Spirit makers are spending more on TV ads — and they’re stirring themselves in as part of the show

Beer and spirits ads have long graced the airwaves, but these days some networks are serving drinks with a noticeable twist: beverages mixed into scripts and sets, or liquor ads that take an extra splash of the spotlight.

“Spirits and beer have never been more intense than right now,” said Dean Ferenac, managing director and business lead on the MillerCoors account at ad buyer Initiative. He cites a ramp-up of ad spending by manufacturers, as well as the introduction of new drinks for niche audiences and tastes.

MillerCoors earlier this year formed a partnership with Time Warner’s Turner to weave its beverages and logos into shows ranging from “Sullivan & Son” on TBS and “Impractical Jokers” on TruTV to “Dallas” and “Rizzoli & Isles” on TNT. The brewer has placed its suds in shows like “Rescue Me” and “Sons of Anarchy” in the past, but the sheer number of TV outlets involved in the recent deal marks something new for the company, said Jackie Woodward, veep of marketing connections at MillerCoors. Meanwhile, NBCUniversal’s new male-skewing Esquire Network has snared some alcohol business, and Laura Molen, exec veep of NBCU cable sales, believes more should follow.

Beer and spirits marketers have increased their TV ad spending over the past few years. Last year, brewers spent more than $1 billion on TV ads, up from more than $950 million in 2009, according to market researcher Kantar. Spirits makers’ spike was even greater: Their ad spending rose nearly $100 million over the three years between 2009 and 2012, to slightly more than $243 million last year from a bit less than $144 million in 2009, with a sharp increase from 2011 levels, Kantar said. The money has flowed as marketers of bourbon, rum, vodka and the like have poured money into cable, where audience composition is less broad and chances of running afoul of ad guidelines that keep them from hawking their wares to underage viewers are diminished.

But ads only go so far. Like many modern marketers, the beverage companies want to spur chatter around the water cooler and on social media. To do that, they attach themselves to content — TV shows and online video — that has the power to stir talk. Consider the example of Brad Keselowski, the Miller-sponsored Nascar driver, who played himself on TBS’ “Sullivan & Son,” a casting decision made as part of the show’s marketing arrangement.

The deals can be complex and nuanced. Turner approached Miller late last year for shows that started appearing in spring, said Donna Speciale, Turner’s president of entertainment and young-adult ad sales. But no one wants to overwhelm viewers with ad messages, so in some cases, characters may merely show up at a bar that happens to have Blue Moon on tap. Each placement is different, depending on the product and the program, she said.

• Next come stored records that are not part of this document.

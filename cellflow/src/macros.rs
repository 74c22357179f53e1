/// Read a cell value, using the identifier as the cell name.
///
/// Requires `DeserializeOwned`.
/// Returns `Result<T>`.
///
/// ```ignore
/// let report = get!(graph, report as Report)?;
/// let report: Report = get!(graph, report)?;
/// ```
#[macro_export]
macro_rules! get {
    ($graph:expr, $name:ident as $ty:ty) => {
        $graph.get_value::<$ty>(stringify!($name))
    };
    ($graph:expr, $name:ident) => {
        $graph.get_value(stringify!($name))
    };
}

/// Set a source cell, using the identifier as the cell name.
///
/// Requires `Serialize`.
/// Returns `Result<PassReport>`.
///
/// ```ignore
/// set!(graph, sample_size);
/// set!(graph, sample_size = 60i64);
/// ```
#[macro_export]
macro_rules! set {
    ($graph:expr, $var:ident) => {
        $graph.set_value(stringify!($var), &$var)
    };
    ($graph:expr, $name:ident = $value:expr) => {
        $graph.set_value(stringify!($name), &$value)
    };
}

/// Load a dependency value inside a compute function.
///
/// Requires `DeserializeOwned`.
/// Returns `Result<T>`.
///
/// ```ignore
/// graph.register_cell("statistics", &["dataset"], |inputs| {
///     let data = load!(inputs, dataset as Dataset)?;
///     summarize(&data)
/// })?;
/// ```
#[macro_export]
macro_rules! load {
    ($inputs:expr, $name:ident as $ty:ty) => {
        $inputs.load::<$ty>(stringify!($name))
    };
    ($inputs:expr, $name:ident) => {
        $inputs.load(stringify!($name))
    };
}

TV advertising of spirits drew frowns for decades, but in 1996, cable outlets and local TV stations started to run the stuff without much backlash. Broadcast began to run liquor ads in 2011, but only in latenight. Even with attitudes shifting, TV treads carefully. NBCU, for instance airs the ads on appropriate outlets only after 6 p.m., making certain 75% of the audience is over 21.

Moreover, not everyone will open the taps for more liquor spots. Beer bottles in the second episode of ABC’s “Marvel’s Agents of SHIELD” had nondescript labels, and the hard-drinking Reagan family in CBS’ “Blue Bloods” never calls for a favorite kind of booze.

Cable is another matter. As part of a marketing pact, Boston Beer’s Samuel Adams is featured in an episode of “Brew Dogs,” Molen said, a new series on Esquire that’s centered on beer. And Remy Martin cognac signed on as a charter sponsor of the network, nabbing the cabler’s first piece of commercial inventory. Intoned a narrator of a Remy Martin-sponsored promo on the channel: “Things are getting interesting on television.”